Blame for dooring put on officer
Toronto cop faulted for opening door that hit cyclist, but SIU says charges aren’t warranted
The facts are clear, according to the Special Investigations Unit: A Toronto police officer, parked in a bike lane, opened his door directly into the path of an oncoming cyclist, knocking the cyclist to the ground and breaking his wrist.
But charges aren’t warranted, the agency said in a news release Tuesday. The SIU is responsible for investigating police incidents of death, sexual assault or serious injury.
On the morning of June 5, according to an SIU investigation based on witness interviews and security footage of local businesses and the police cruiser itself, an officer pulled over a driver on Adelaide St. W., between Simcoe and Duncan Sts. The officer parked his cruiser behind the pulled-over car, in the bike lane. He did not activate his lights.
While he was in his cruiser, two cyclists passed the officer, after which he opened his door slightly and one more cyclist passed. Two seconds later, the officer opened his door fully, striking the next cyclist attempting to pass.

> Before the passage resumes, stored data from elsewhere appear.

use std::collections::HashSet;

use winit::event::{ElementState, KeyEvent};
use winit::keyboard::PhysicalKey;

use super::key::{Key, Modifier, Modifiers};

/// Per-tick keyboard query consumed by the binding registry.
pub trait InputState {
    fn is_held(&self, key: Key) -> bool;

    /// True only on the tick the key went from held to not held.
    fn released_this_tick(&self, key: Key) -> bool;

    fn any_key_held(&self) -> bool;

    /// Providers that cannot answer keep the default, which disables the
    /// registry's idle skip rather than risk missing a tap.
    fn any_key_released(&self) -> bool {
        true
    }

    fn is_modifier_held(&self, modifier: Modifier) -> bool {
        let [left, right] = modifier.keys();
        self.is_held(left) || self.is_held(right)
    }

    fn held_modifiers(&self) -> Modifiers {
        Modifier::ALL
            .into_iter()
            .filter(|modifier| self.is_modifier_held(*modifier))
            .fold(Modifiers::NONE, Modifiers::with)
    }
}

/// Keyboard state assembled from discrete key events between ticks.
#[derive(Debug, Default)]
pub struct KeyboardState {
    held: HashSet<Key>,
    released: HashSet<Key>,
}

impl KeyboardState {
    pub fn new() -> Self {
        Self::default()
    }

    pub fn handle_key_event(&mut self, key_event: &KeyEvent) {
        self.handle_physical_key(key_event.physical_key, key_event.state, key_event.repeat);
    }

    /// Applies one window key event by its parts. Repeats and keys without a
    /// [`Key`] mapping are ignored.
    pub fn handle_physical_key(
        &mut self,
        physical_key: PhysicalKey,
        state: ElementState,
        repeat: bool,
    ) {
        if repeat {
            return;
        }
        let PhysicalKey::Code(code) = physical_key else {
            return;
        };
        let Some(key) = Key::from_key_code(code) else {
            return;
        };
        match state {
            ElementState::Pressed => self.press(key),
            ElementState::Released => self.release(key),
        }
    }

    pub fn press(&mut self, key: Key) {
        self.held.insert(key);
    }

    pub fn release(&mut self, key: Key) {
        if self.held.remove(&key) {
            self.released.insert(key);
        }
    }

    /// Releases every held key, e.g. when the window loses focus.
    pub fn release_all(&mut self) {
        self.released.extend(self.held.drain());
    }

    /// Clears this tick's release edges. Call once after every tick.
    pub fn end_tick(&mut self) {
        self.released.clear();
    }
}

impl InputState for KeyboardState {
    fn is_held(&self, key: Key) -> bool {
        self.held.contains(&key)
    }

    fn released_this_tick(&self, key: Key) -> bool {
        self.released.contains(&key)
    }

    fn any_key_held(&self) -> bool {
        !self.held.is_empty()
    }

    fn any_key_released(&self) -> bool {
        !self.released.is_empty()
    }
}
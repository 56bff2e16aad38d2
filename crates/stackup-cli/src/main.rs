mod cmd;
mod output;
mod root;
mod signal;

use clap::{Parser, Subcommand};
use cmd::config::ConfigSubcommand;
use stackup_core::pipeline::Stage;
use stackup_core::StackupError;
use std::path::PathBuf;

#[derive(Parser)]
#[command(
    name = "stackup",
    about = "Provision a local Kubernetes cluster and bring the application stack up to a verified healthy state",
    version,
    propagate_version = true
)]
struct Cli {
    /// Project root (default: nearest directory with stackup.yaml, else cwd)
    #[arg(long, global = true, env = "STACKUP_ROOT")]
    root: Option<PathBuf>,

    /// Output as JSON
    #[arg(long, global = true, short = 'j')]
    json: bool,

    /// Debug logging
    #[arg(long, global = true, short = 'v')]
    verbose: bool,

    #[command(subcommand)]
    command: Commands,
}

#[derive(Subcommand)]
enum Commands {
    /// Run the full provisioning pipeline
    Up {
        /// Resume at this stage (preflight, credentials and runtime-access always run)
        #[arg(long, value_parser = parse_stage)]
        from_stage: Option<Stage>,

        /// Stop after the readiness waits
        #[arg(long)]
        skip_health: bool,

        #[arg(long, hide = true, env = "STACKUP_REEXEC_DEPTH", default_value = "0")]
        reexec_depth: u32,
    },

    /// Check the application's health endpoint through a port-forward
    Verify,

    /// Show cluster host, node, and application pod status
    Status,

    /// List required tools and whether they are installed
    Tools,

    /// Print how to reach the deployed application
    Access,

    /// Inspect the effective configuration
    Config {
        #[command(subcommand)]
        subcommand: ConfigSubcommand,
    },
}

fn parse_stage(raw: &str) -> Result<Stage, String> {
    raw.parse().map_err(|e: StackupError| e.to_string())
}

fn main() {
    let cli = Cli::parse();

    let default_level = if cli.verbose {
        tracing::Level::DEBUG
    } else {
        match &cli.command {
            Commands::Up { .. } | Commands::Verify => tracing::Level::INFO,
            _ => tracing::Level::WARN,
        }
    };

    tracing_subscriber::fmt()
        .with_env_filter(
            tracing_subscriber::EnvFilter::from_default_env().add_directive(default_level.into()),
        )
        .with_target(false)
        .with_writer(std::io::stderr)
        .init();

    let root = root::resolve_root(cli.root.as_deref());

    let result = match cli.command {
        Commands::Up {
            from_stage,
            skip_health,
            reexec_depth,
        } => cmd::up::run(
            &root,
            cmd::up::UpArgs {
                from_stage,
                skip_health,
                reexec_depth,
            },
            cli.json,
        ),
        Commands::Verify => cmd::verify::run(&root, cli.json),
        Commands::Status => cmd::status::run(&root, cli.json),
        Commands::Tools => cmd::tools::run(&root, cli.json),
        Commands::Access => cmd::access::run(&root, cli.json),
        Commands::Config { subcommand } => cmd::config::run(&root, subcommand, cli.json),
    };

    if let Err(e) = result {
        if e.downcast_ref::<cmd::Interrupted>().is_some() {
            eprintln!("interrupted");
            std::process::exit(130);
        }
        eprintln!("error: {e:#}");
        if let Some(hint) = e.downcast_ref::<StackupError>().and_then(StackupError::hint) {
            eprintln!("hint: {hint}");
        }
        std::process::exit(1);
    }
}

The officer asked the cyclist multiple times whether he needed an ambulance as other cyclists gathered around and “questioned and challenged” the officer,
the SIU report says.
One of the cyclists asked if the officer checked his mirror.
“I did,” he said. “As soon as he (motioning to the third cyclist to pass) passed I opened the door and that was it.”

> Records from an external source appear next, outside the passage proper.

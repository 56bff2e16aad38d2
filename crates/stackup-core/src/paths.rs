use std::path::{Path, PathBuf};

// ---------------------------------------------------------------------------
// File and directory constants
// ---------------------------------------------------------------------------

pub const CONFIG_FILE: &str = "stackup.yaml";
pub const DEFAULT_INFRA_DIR: &str = "infra";

/// Where tool installers drop their binaries.
pub const INSTALL_DIR: &str = "/usr/local/bin";

/// Scratch space for downloaded install artifacts.
pub const DOWNLOAD_DIR: &str = "/tmp/stackup-downloads";

// ---------------------------------------------------------------------------
// Path helpers
// ---------------------------------------------------------------------------

pub fn config_path(root: &Path) -> PathBuf {
    root.join(CONFIG_FILE)
}

/// Resolve the infrastructure directory; relative values are taken from `root`.
pub fn infra_dir(root: &Path, configured: &Path) -> PathBuf {
    if configured.is_absolute() {
        configured.to_path_buf()
    } else {
        root.join(configured)
    }
}

pub fn install_target(tool: &str) -> PathBuf {
    Path::new(INSTALL_DIR).join(tool)
}

pub fn download_path(file_name: &str) -> PathBuf {
    Path::new(DOWNLOAD_DIR).join(file_name)
}

// ---------------------------------------------------------------------------
// Tests
// ---------------------------------------------------------------------------
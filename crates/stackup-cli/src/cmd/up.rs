use crate::output::{print_json, print_stage_table};
use crate::signal;
use anyhow::Context;
use stackup_core::context::ExecutionContext;
use stackup_core::exec::SystemRunner;
use stackup_core::guard::ReexecPlan;
use stackup_core::pipeline::{Pipeline, PipelineOutcome, RunOptions, RunReport, Stage};
use stackup_core::report::render;
use std::io::Write;
use std::os::unix::process::CommandExt;
use std::path::Path;

pub struct UpArgs {
    pub from_stage: Option<Stage>,
    pub skip_health: bool,
    pub reexec_depth: u32,
}

pub fn run(root: &Path, args: UpArgs, json: bool) -> anyhow::Result<()> {
    let config = super::load_config(root)?;
    let workdir = root.to_path_buf();
    let ctx = ExecutionContext::capture(&config.runtime.group, workdir, args.reexec_depth)
        .context("failed to read the execution context")?;
    let runner = SystemRunner::new();
    let opts = RunOptions {
        from_stage: args.from_stage,
        skip_health: args.skip_health,
    };

    let mut pipeline = Pipeline::new(&config, root, &runner, ctx, opts);
    let outcome = super::runtime()?.block_on(pipeline.run(signal::shutdown()));
    let report = pipeline.report();

    match outcome {
        Ok(PipelineOutcome::Reexec { group, resume_from }) => {
            reexec(&group, resume_from, args.reexec_depth + 1)
        }
        Ok(PipelineOutcome::Completed) => {
            print_report(report, "completed", json)?;
            if !json {
                if let Some(access) = &report.access {
                    println!("\n{}", render(access));
                }
            }
            Ok(())
        }
        Ok(PipelineOutcome::Interrupted) => {
            print_report(report, "interrupted", json)?;
            Err(super::Interrupted.into())
        }
        Err(e) => {
            print_report(report, "failed", json)?;
            Err(e.into())
        }
    }
}

fn print_report(report: &RunReport, outcome: &str, json: bool) -> anyhow::Result<()> {
    if json {
        return print_json(&serde_json::json!({ "outcome": outcome, "report": report }));
    }
    println!();
    print_stage_table(report);
    if report.degraded() {
        println!("\nsome stages are degraded; see the warnings above");
    }
    Ok(())
}

/// Replace this process with one started under `group`. Only returns on
/// failure.
fn reexec(group: &str, resume_from: Stage, depth: u32) -> anyhow::Result<()> {
    let exe = std::env::current_exe().context("cannot locate the stackup binary")?;
    let argv: Vec<String> = std::env::args().collect();
    let argv = reexec_argv(&argv, &exe.display().to_string(), resume_from, depth);
    let plan = ReexecPlan::new(group, &argv);

    tracing::info!(group, resume_from = %resume_from, depth, "re-executing");
    let _ = std::io::stdout().flush();
    let err = std::process::Command::new(&plan.program)
        .args(&plan.args)
        .env("STACKUP_REEXEC_DEPTH", depth.to_string())
        .exec();
    Err(err).with_context(|| {
        format!(
            "failed to re-exec under group '{group}' via {}",
            plan.program
        )
    })
}

/// The current argv with resume flags replaced.
fn reexec_argv(argv: &[String], exe: &str, resume_from: Stage, depth: u32) -> Vec<String> {
    let mut out = vec![exe.to_string()];
    let mut rest = argv.iter().skip(1);
    while let Some(arg) = rest.next() {
        match arg.as_str() {
            "--from-stage" | "--reexec-depth" => {
                rest.next();
            }
            a if a.starts_with("--from-stage=") || a.starts_with("--reexec-depth=") => {}
            _ => out.push(arg.clone()),
        }
    }
    out.extend([
        "--from-stage".to_string(),
        resume_from.to_string(),
        "--reexec-depth".to_string(),
        depth.to_string(),
    ]);
    out
}
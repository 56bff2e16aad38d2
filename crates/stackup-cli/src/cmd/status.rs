use crate::output::print_json;
use stackup_core::cluster::snapshot;
use stackup_core::exec::SystemRunner;
use std::path::Path;

pub fn run(root: &Path, json: bool) -> anyhow::Result<()> {
    let config = super::load_config(root)?;
    let runner = SystemRunner::new();
    let snap = super::runtime()?.block_on(snapshot(
        &runner,
        &config.cluster.profile,
        &config.namespace_wait.namespace,
    ))?;

    if json {
        return print_json(&snap);
    }
    println!("cluster {}: {}", snap.profile, snap.host);
    if !snap.nodes.is_empty() {
        println!("\n{}", snap.nodes);
    }
    if !snap.pods.is_empty() {
        println!("\npods in {}:\n{}", config.namespace_wait.namespace, snap.pods);
    }
    Ok(())
}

The officer said he “thought (the struck cyclist) was slowing down, so I opened it and he was going to go around me, but he didn’t, he went into me.”
The SIU found that, in dooring the cyclist, the officer violated Section 165 of the Highway Traffic Act, which says drivers must not open doors on a highway “without first taking due precautions to ensure that his or her act will not interfere with the movement of or endanger any other person or vehicle.”
But while the officer was “responsible for directly causing the collision with the Complainant and causing his injury,” the SIU found his actions did not constitute “a marked departure from a reasonable level of care in the circumstances.”
In fact, because he allowed the cyclists to pass and cracked his door open before opening it fully, the SIU found “evidence to suggest that the (officer) was in fact mindful of cyclists in the bicycle lane in the seconds preceding the collision.”
The SIU said that although the officer was “clearly to blame for causing the accident,” his actions did not constitute criminal negligence — defined in the Criminal Code as doing anything that “shows wanton or reckless disregard for the lives or safety of other persons.”
The dooring constituted a “momentary lack of attention,” the SIU said.